== Dataset entries ==
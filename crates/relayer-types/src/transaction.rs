// Copyright 2023 ICON Foundation
//
// Licensed under the Apache License, Version 2.0 (the "License");
// you may not use this file except in compliance with the License.
// You may obtain a copy of the License at
//
// http://www.apache.org/licenses/LICENSE-2.0
//
// Unless required by applicable law or agreed to in writing, software
// distributed under the License is distributed on an "AS IS" BASIS,
// WITHOUT WARRANTIES OR CONDITIONS OF ANY KIND, either express or implied.
// See the License for the specific language governing permissions and
// limitations under the License.

//! JSON parameter and result payloads for the unary JSON-RPC methods.

use serde::{Deserialize, Serialize};
use serde_json::Value;

use crate::address::Address;
use crate::hex::{HexBytes, HexInt};

/// Parameters of `icx_sendTransaction`.
///
/// `tx_hash` is local bookkeeping filled by transaction signing and never
/// serialized.
#[derive(Debug, Clone, Serialize, Deserialize)]
pub struct TransactionParam {
    /// Protocol version (`0x3`).
    pub version: HexInt,
    /// Sender address.
    pub from: Address,
    /// Receiver address.
    pub to: Address,
    /// Transferred amount in loop.
    #[serde(skip_serializing_if = "Option::is_none", default)]
    pub value: Option<HexInt>,
    /// Maximum step budget.
    #[serde(rename = "stepLimit")]
    pub step_limit: HexInt,
    /// Microsecond timestamp; stamped at signing time.
    #[serde(skip_serializing_if = "Option::is_none", default)]
    pub timestamp: Option<HexInt>,
    /// Network identifier.
    pub nid: HexInt,
    /// Arbitrary nonce.
    #[serde(skip_serializing_if = "Option::is_none", default)]
    pub nonce: Option<HexInt>,
    /// `call`, `deploy`, `message` or absent for plain transfers.
    #[serde(rename = "dataType", skip_serializing_if = "Option::is_none", default)]
    pub data_type: Option<String>,
    /// Payload interpreted according to `data_type`.
    #[serde(skip_serializing_if = "Option::is_none", default)]
    pub data: Option<Value>,
    /// Base64 recoverable signature; excluded from canonical serialization.
    #[serde(skip_serializing_if = "Option::is_none", default)]
    pub signature: Option<String>,
    /// Hash the signature covers.
    #[serde(skip)]
    pub tx_hash: Option<HexBytes>,
}

/// Parameters of `icx_getTransactionResult` / `icx_waitTransactionResult`.
#[derive(Debug, Clone, Serialize, Deserialize)]
pub struct TransactionHashParam {
    /// Hash of the transaction to look up.
    #[serde(rename = "txHash")]
    pub tx_hash: HexBytes,
}

/// Parameters of the height-indexed block queries.
#[derive(Debug, Clone, Serialize, Deserialize)]
pub struct BlockHeightParam {
    /// Height to query.
    pub height: HexInt,
}

/// Parameters of `icx_getDataByHash`.
#[derive(Debug, Clone, Serialize, Deserialize)]
pub struct DataHashParam {
    /// Hash of the data to fetch.
    pub hash: HexBytes,
}

/// Parameters of `icx_getProofForEvents`.
#[derive(Debug, Clone, Serialize, Deserialize)]
pub struct ProofEventsParam {
    /// Receipt index inside the block.
    pub index: HexInt,
    /// Hash of the block the receipt belongs to.
    #[serde(rename = "hash")]
    pub block_hash: HexBytes,
    /// Event-log indexes to prove, in notification order.
    pub events: Vec<HexInt>,
}

/// Parameters of `icx_getBalance`.
#[derive(Debug, Clone, Serialize, Deserialize)]
pub struct AddressParam {
    /// Account to query.
    pub address: Address,
}

/// Parameters of `icx_call`.
#[derive(Debug, Clone, Serialize, Deserialize)]
pub struct CallParam {
    /// Caller address.
    #[serde(skip_serializing_if = "Option::is_none", default)]
    pub from: Option<Address>,
    /// Contract to call.
    pub to: Address,
    /// Always `call`.
    #[serde(rename = "dataType")]
    pub data_type: String,
    /// Method and parameters.
    pub data: Value,
}

impl CallParam {
    /// A read-only call to `method` on `to` with JSON `params`.
    pub fn new(from: Option<Address>, to: Address, method: &str, params: Option<Value>) -> Self {
        let mut data = serde_json::json!({ "method": method });
        if let Some(params) = params {
            data["params"] = params;
        }
        Self {
            from,
            to,
            data_type: "call".to_string(),
            data,
        }
    }
}

/// An event log inside a JSON transaction result.
#[derive(Debug, Clone, Serialize, Deserialize)]
pub struct TxEventLog {
    /// Emitting contract.
    #[serde(rename = "scoreAddress")]
    pub score_address: Address,
    /// Signature plus indexed arguments.
    pub indexed: Vec<String>,
    /// Non-indexed arguments.
    #[serde(default)]
    pub data: Vec<String>,
}

/// Result of `icx_getTransactionResult`.
#[derive(Debug, Clone, Serialize, Deserialize)]
pub struct TransactionResult {
    /// `0x1` on success, `0x0` on failure.
    pub status: HexInt,
    /// Receiver of the transaction.
    pub to: Address,
    /// Hash of the transaction.
    #[serde(rename = "txHash")]
    pub tx_hash: HexBytes,
    /// Height of the including block.
    #[serde(rename = "blockHeight")]
    pub block_height: HexInt,
    /// Hash of the including block.
    #[serde(rename = "blockHash")]
    pub block_hash: HexBytes,
    /// Steps consumed by this transaction.
    #[serde(rename = "stepUsed")]
    pub step_used: HexInt,
    /// Steps consumed by the block up to and including this transaction.
    #[serde(rename = "cumulativeStepUsed")]
    pub cumulative_step_used: HexInt,
    /// Step price paid.
    #[serde(rename = "stepPrice")]
    pub step_price: HexInt,
    /// Event logs emitted during execution.
    #[serde(rename = "eventLogs", default)]
    pub event_logs: Vec<TxEventLog>,
    /// Address of a newly deployed contract, if any.
    #[serde(rename = "scoreAddress", skip_serializing_if = "Option::is_none", default)]
    pub score_address: Option<Address>,
}

#[cfg(test)]
mod tests {
    use super::*;

    #[test]
    fn transaction_param_omits_empty_fields() {
        let p = TransactionParam {
            version: HexInt::from_u64(3),
            from: Address::new("hxbe258ceb872e08851f1f59694dac2558708ece11").unwrap(),
            to: Address::new("cxf285a0b159145dfbedb4dd0d1d9eda0db9a5ba44").unwrap(),
            value: None,
            step_limit: HexInt::from_u64(0x1000),
            timestamp: None,
            nid: HexInt::from_u64(1),
            nonce: None,
            data_type: None,
            data: None,
            signature: None,
            tx_hash: None,
        };
        let v = serde_json::to_value(&p).unwrap();
        let obj = v.as_object().unwrap();
        assert!(!obj.contains_key("value"));
        assert!(!obj.contains_key("signature"));
        assert!(!obj.contains_key("tx_hash"));
        assert_eq!(v["stepLimit"], "0x1000");
    }

    #[test]
    fn call_param_builds_method_data() {
        let p = CallParam::new(
            None,
            Address::new("cxf285a0b159145dfbedb4dd0d1d9eda0db9a5ba44").unwrap(),
            "getStatus",
            Some(serde_json::json!({ "link": "btp://0x5.pra/dst" })),
        );
        let v = serde_json::to_value(&p).unwrap();
        assert_eq!(v["dataType"], "call");
        assert_eq!(v["data"]["method"], "getStatus");
        assert_eq!(v["data"]["params"]["link"], "btp://0x5.pra/dst");
    }
}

== EXERCISE GOAL ==
Every entry above must be reproduced exactly.

== ANSWER SECTION ==
filename crates/relayer-types/src/transaction.rs
// Copyright 2023 ICON Foundation
//
// Licensed under the Apache License, Version 2.0 (the "License");
// you may not use this file except in compliance with the License.
// You may obtain a copy of the License at
//
// http://www.apache.org/licenses/LICENSE-2.0
//
// Unless required by applicable law or agreed to in writing, software
// distributed under the License is distributed on an "AS IS" BASIS,
// WITHOUT WARRANTIES OR CONDITIONS OF ANY KIND, either express or implied.
// See the License for the specific language governing permissions and
// limitations under the License.

//! JSON parameter and result payloads for the unary JSON-RPC methods.

use serde::{Deserialize, Serialize};
use serde_json::Value;

use crate::address::Address;
use crate::hex::{HexBytes, HexInt};

/// Parameters of `icx_sendTransaction`.
///
/// `tx_hash` is local bookkeeping filled by transaction signing and never
/// serialized.
#[derive(Debug, Clone, Serialize, Deserialize)]
pub struct TransactionParam {
    /// Protocol version (`0x3`).
    pub version: HexInt,
    /// Sender address.
    pub from: Address,
    /// Receiver address.
    pub to: Address,
    /// Transferred amount in loop.
    #[serde(skip_serializing_if = "Option::is_none", default)]
    pub value: Option<HexInt>,
    /// Maximum step budget.
    #[serde(rename = "stepLimit")]
    pub step_limit: HexInt,
    /// Microsecond timestamp; stamped at signing time.
    #[serde(skip_serializing_if = "Option::is_none", default)]
    pub timestamp: Option<HexInt>,
    /// Network identifier.
    pub nid: HexInt,
    /// Arbitrary nonce.
    #[serde(skip_serializing_if = "Option::is_none", default)]
    pub nonce: Option<HexInt>,
    /// `call`, `deploy`, `message` or absent for plain transfers.
    #[serde(rename = "dataType", skip_serializing_if = "Option::is_none", default)]
    pub data_type: Option<String>,
    /// Payload interpreted according to `data_type`.
    #[serde(skip_serializing_if = "Option::is_none", default)]
    pub data: Option<Value>,
    /// Base64 recoverable signature; excluded from canonical serialization.
    #[serde(skip_serializing_if = "Option::is_none", default)]
    pub signature: Option<String>,
    /// Hash the signature covers.
    #[serde(skip)]
    pub tx_hash: Option<HexBytes>,
}

/// Parameters of `icx_getTransactionResult` / `icx_waitTransactionResult`.
#[derive(Debug, Clone, Serialize, Deserialize)]
pub struct TransactionHashParam {
    /// Hash of the transaction to look up.
    #[serde(rename = "txHash")]
    pub tx_hash: HexBytes,
}

/// Parameters of the height-indexed block queries.
#[derive(Debug, Clone, Serialize, Deserialize)]
pub struct BlockHeightParam {
    /// Height to query.
    pub height: HexInt,
}

/// Parameters of `icx_getDataByHash`.
#[derive(Debug, Clone, Serialize, Deserialize)]
pub struct DataHashParam {
    /// Hash of the data to fetch.
    pub hash: HexBytes,
}

/// Parameters of `icx_getProofForEvents`.
#[derive(Debug, Clone, Serialize, Deserialize)]
pub struct ProofEventsParam {
    /// Receipt index inside the block.
    pub index: HexInt,
    /// Hash of the block the receipt belongs to.
    #[serde(rename = "hash")]
    pub block_hash: HexBytes,
    /// Event-log indexes to prove, in notification order.
    pub events: Vec<HexInt>,
}

/// Parameters of `icx_getBalance`.
#[derive(Debug, Clone, Serialize, Deserialize)]
pub struct AddressParam {
    /// Account to query.
    pub address: Address,
}

/// Parameters of `icx_call`.
#[derive(Debug, Clone, Serialize, Deserialize)]
pub struct CallParam {
    /// Caller address.
    #[serde(skip_serializing_if = "Option::is_none", default)]
    pub from: Option<Address>,
    /// Contract to call.
    pub to: Address,
    /// Always `call`.
    #[serde(rename = "dataType")]
    pub data_type: String,
    /// Method and parameters.
    pub data: Value,
}

impl CallParam {
    /// A read-only call to `method` on `to` with JSON `params`.
    pub fn new(from: Option<Address>, to: Address, method: &str, params: Option<Value>) -> Self {
        let mut data = serde_json::json!({ "method": method });
        if let Some(params) = params {
            data["params"] = params;
        }
        Self {
            from,
            to,
            data_type: "call".to_string(),
            data,
        }
    }
}

/// An event log inside a JSON transaction result.
#[derive(Debug, Clone, Serialize, Deserialize)]
pub struct TxEventLog {
    /// Emitting contract.
    #[serde(rename = "scoreAddress")]
    pub score_address: Address,
    /// Signature plus indexed arguments.
    pub indexed: Vec<String>,
    /// Non-indexed arguments.
    #[serde(default)]
    pub data: Vec<String>,
}

/// Result of `icx_getTransactionResult`.
#[derive(Debug, Clone, Serialize, Deserialize)]
pub struct TransactionResult {
    /// `0x1` on success, `0x0` on failure.
    pub status: HexInt,
    /// Receiver of the transaction.
    pub to: Address,
    /// Hash of the transaction.
    #[serde(rename = "txHash")]
    pub tx_hash: HexBytes,
    /// Height of the including block.
    #[serde(rename = "blockHeight")]
    pub block_height: HexInt,
    /// Hash of the including block.
    #[serde(rename = "blockHash")]
    pub block_hash: HexBytes,
    /// Steps consumed by this transaction.
    #[serde(rename = "stepUsed")]
    pub step_used: HexInt,
    /// Steps consumed by the block up to and including this transaction.
    #[serde(rename = "cumulativeStepUsed")]
    pub cumulative_step_used: HexInt,
    /// Step price paid.
    #[serde(rename = "stepPrice")]
    pub step_price: HexInt,
    /// Event logs emitted during execution.
    #[serde(rename = "eventLogs", default)]
    pub event_logs: Vec<TxEventLog>,
    /// Address of a newly deployed contract, if any.
    #[serde(rename = "scoreAddress", skip_serializing_if = "Option::is_none", default)]
    pub score_address: Option<Address>,
}

#[cfg(test)]
mod tests {
    use super::*;

    #[test]
    fn transaction_param_omits_empty_fields() {
        let p = TransactionParam {
            version: HexInt::from_u64(3),
            from: Address::new("hxbe258ceb872e08851f1f59694dac2558708ece11").unwrap(),
            to: Address::new("cxf285a0b159145dfbedb4dd0d1d9eda0db9a5ba44").unwrap(),
            value: None,
            step_limit: HexInt::from_u64(0x1000),
            timestamp: None,
            nid: HexInt::from_u64(1),
            nonce: None,
            data_type: None,
            data: None,
            signature: None,
            tx_hash: None,
        };
        let v = serde_json::to_value(&p).unwrap();
        let obj = v.as_object().unwrap();
        assert!(!obj.contains_key("value"));
        assert!(!obj.contains_key("signature"));
        assert!(!obj.contains_key("tx_hash"));
        assert_eq!(v["stepLimit"], "0x1000");
    }

    #[test]
    fn call_param_builds_method_data() {
        let p = CallParam::new(
            None,
            Address::new("cxf285a0b159145dfbedb4dd0d1d9eda0db9a5ba44").unwrap(),
            "getStatus",
            Some(serde_json::json!({ "link": "btp://0x5.pra/dst" })),
        );
        let v = serde_json::to_value(&p).unwrap();
        assert_eq!(v["dataType"], "call");
        assert_eq!(v["data"]["method"], "getStatus");
        assert_eq!(v["data"]["params"]["link"], "btp://0x5.pra/dst");
    }
}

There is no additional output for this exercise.